Work instructions => Please give back only the lines below from the one containing "info(source: LogSource, context: Option<&str>, message: &str)" to the one containing "a debug message", each repeated word for word, both ends included.

Entries shown =>
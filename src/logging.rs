/// Structured logging for the beach reporting service.
///
/// Provides context-rich logging with subsystem tags, timestamps, and
/// severity levels. Supports both console output and file-based
/// logging. The aggregation engine itself never logs — it is pure —
/// so everything here serves the store, catalog, and config layers.

use chrono::Utc;
use std::fmt;
use std::fs::OpenOptions;
use std::io::Write;
use std::sync::Mutex;

// ---------------------------------------------------------------------------
// Log Levels
// ---------------------------------------------------------------------------

#[derive(Debug, Clone, Copy, PartialEq, Eq, PartialOrd, Ord)]
pub enum LogLevel {
    Debug,
    Info,
    Warning,
    Error,
}

impl fmt::Display for LogLevel {
    fn fmt(&self, f: &mut fmt::Formatter<'_>) -> fmt::Result {
        match self {
            LogLevel::Debug => write!(f, "DEBUG"),
            LogLevel::Info => write!(f, "INFO"),
            LogLevel::Warning => write!(f, "WARN"),
            LogLevel::Error => write!(f, "ERROR"),
        }
    }
}

// ---------------------------------------------------------------------------
// Log Sources
// ---------------------------------------------------------------------------

/// Which subsystem a log entry comes from.
#[derive(Debug, Clone, PartialEq, Eq)]
pub enum LogSource {
    Store,
    Catalog,
    Config,
    System,
}

impl fmt::Display for LogSource {
    fn fmt(&self, f: &mut fmt::Formatter<'_>) -> fmt::Result {
        match self {
            LogSource::Store => write!(f, "STORE"),
            LogSource::Catalog => write!(f, "CATALOG"),
            LogSource::Config => write!(f, "CONFIG"),
            LogSource::System => write!(f, "SYS"),
        }
    }
}

// ---------------------------------------------------------------------------
// Failure Classification
// ---------------------------------------------------------------------------

#[derive(Debug, Clone, PartialEq, Eq)]
pub enum FailureType {
    /// Expected failure - e.g. no store file yet on a first run
    Expected,
    /// Unexpected failure - indicates corruption or a configuration issue
    Unexpected,
    /// Unknown - cannot determine if this is expected or not
    Unknown,
}

impl fmt::Display for FailureType {
    fn fmt(&self, f: &mut fmt::Formatter<'_>) -> fmt::Result {
        match self {
            FailureType::Expected => write!(f, "EXPECTED"),
            FailureType::Unexpected => write!(f, "UNEXPECTED"),
            FailureType::Unknown => write!(f, "UNKNOWN"),
        }
    }
}

// ---------------------------------------------------------------------------
// Logger Configuration
// ---------------------------------------------------------------------------

/// Global logger instance
static LOGGER: Mutex<Option<Logger>> = Mutex::new(None);

pub struct Logger {
    /// Minimum log level to display
    min_level: LogLevel,
    /// Optional file path for logging
    log_file: Option<String>,
    /// Whether to include timestamps in console output
    console_timestamps: bool,
}

impl Logger {
    /// Initialize the global logger
    pub fn init(min_level: LogLevel, log_file: Option<String>, console_timestamps: bool) {
        let logger = Logger {
            min_level,
            log_file,
            console_timestamps,
        };

        *LOGGER.lock().unwrap() = Some(logger);
    }

    fn log(&self, level: LogLevel, source: &LogSource, context: Option<&str>, message: &str) {
        if level < self.min_level {
            return;
        }

        let timestamp = Utc::now().format("%Y-%m-%d %H:%M:%S UTC");

        let context_part = context.map(|c| format!(" [{}]", c)).unwrap_or_default();
        let log_entry = format!(
            "{} {} {}{}: {}",
            timestamp, level, source, context_part, message
        );

        if self.console_timestamps {
            match level {
                LogLevel::Error | LogLevel::Warning => eprintln!("{}", log_entry),
                LogLevel::Info => println!("{}", log_entry),
                LogLevel::Debug => println!("[DEBUG] {}", message),
            }
        } else {
            match level {
                LogLevel::Error => eprintln!("✗ {}{}: {}", source, context_part, message),
                LogLevel::Warning => eprintln!("⚠ {}{}: {}", source, context_part, message),
                LogLevel::Info => println!("{}", message),
                LogLevel::Debug => {} // Skip debug in non-timestamp mode
            }
        }

        if let Some(ref path) = self.log_file {
            if let Err(e) = Self::append_to_file(path, &log_entry) {
                eprintln!("Failed to write to log file {}: {}", path, e);
            }
        }
    }

    fn append_to_file(path: &str, entry: &str) -> std::io::Result<()> {
        let mut file = OpenOptions::new().create(true).append(true).open(path)?;
        writeln!(file, "{}", entry)?;
        Ok(())
    }
}

// ---------------------------------------------------------------------------
// Public Logging Functions
// ---------------------------------------------------------------------------

/// Initialize the global logger
pub fn init_logger(min_level: LogLevel, log_file: Option<&str>, console_timestamps: bool) {
    Logger::init(min_level, log_file.map(String::from), console_timestamps);
}

/// Log a general informational message
pub fn info(source: LogSource, context: Option<&str>, message: &str) {
    if let Some(logger) = LOGGER.lock().unwrap().as_ref() {
        logger.log(LogLevel::Info, &source, context, message);
    }
}

/// Log a warning message
pub fn warn(source: LogSource, context: Option<&str>, message: &str) {
    if let Some(logger) = LOGGER.lock().unwrap().as_ref() {
        logger.log(LogLevel::Warning, &source, context, message);
    }
}

/// Log an error message
pub fn error(source: LogSource, context: Option<&str>, message: &str) {
    if let Some(logger) = LOGGER.lock().unwrap().as_ref() {
        logger.log(LogLevel::Error, &source, context, message);
    }
}

/// Log a debug message
pub fn debug(source: LogSource, context: Option<&str>, message: &str) {
    if let Some(logger) = LOGGER.lock().unwrap().as_ref() {
        logger.log(LogLevel::Debug, &source, context, message);
    }
}

// ---------------------------------------------------------------------------
// Failure Classification Helpers
// ---------------------------------------------------------------------------

/// Classify a store load/save failure based on the error message.
pub fn classify_store_failure(error_message: &str) -> FailureType {
    // Missing store file is the normal first-run state.
    if error_message.contains("No such file") || error_message.contains("not found") {
        FailureType::Expected
    }
    // Parse failures mean the file was written by something else or
    // corrupted on disk.
    else if error_message.contains("Parse error") {
        FailureType::Unexpected
    } else {
        FailureType::Unknown
    }
}

/// Classify a configuration load failure.
pub fn classify_config_failure(error_message: &str) -> FailureType {
    if error_message.contains("No such file") || error_message.contains("not found") {
        // Running without a config file is supported; defaults apply.
        FailureType::Expected
    } else if error_message.contains("Parse error") {
        FailureType::Unexpected
    } else {
        FailureType::Unknown
    }
}

// ---------------------------------------------------------------------------
// Structured Failure Logging
// ---------------------------------------------------------------------------

/// Log a store failure with automatic classification
pub fn log_store_failure(path: &str, operation: &str, err: &dyn std::error::Error) {
    let error_msg = err.to_string();
    let failure_type = classify_store_failure(&error_msg);

    let message = format!("{} failed [{}]: {}", operation, failure_type, error_msg);

    match failure_type {
        FailureType::Expected => debug(LogSource::Store, Some(path), &message),
        FailureType::Unexpected => error(LogSource::Store, Some(path), &message),
        FailureType::Unknown => warn(LogSource::Store, Some(path), &message),
    }
}

/// Log a configuration failure with classification
pub fn log_config_failure(path: &str, operation: &str, err: &dyn std::error::Error) {
    let error_msg = err.to_string();
    let failure_type = classify_config_failure(&error_msg);

    let message = format!("{} failed [{}]: {}", operation, failure_type, error_msg);

    match failure_type {
        FailureType::Expected => debug(LogSource::Config, Some(path), &message),
        FailureType::Unexpected => error(LogSource::Config, Some(path), &message),
        FailureType::Unknown => warn(LogSource::Config, Some(path), &message),
    }
}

Task result =>
pub fn info(source: LogSource, context: Option<&str>, message: &str) {
    if let Some(logger) = LOGGER.lock().unwrap().as_ref() {
        logger.log(LogLevel::Info, &source, context, message);
    }
}

/// Log a warning message
pub fn warn(source: LogSource, context: Option<&str>, message: &str) {
    if let Some(logger) = LOGGER.lock().unwrap().as_ref() {
        logger.log(LogLevel::Warning, &source, context, message);
    }
}

/// Log an error message
pub fn error(source: LogSource, context: Option<&str>, message: &str) {
    if let Some(logger) = LOGGER.lock().unwrap().as_ref() {
        logger.log(LogLevel::Error, &source, context, message);
    }
}

/// Log a debug message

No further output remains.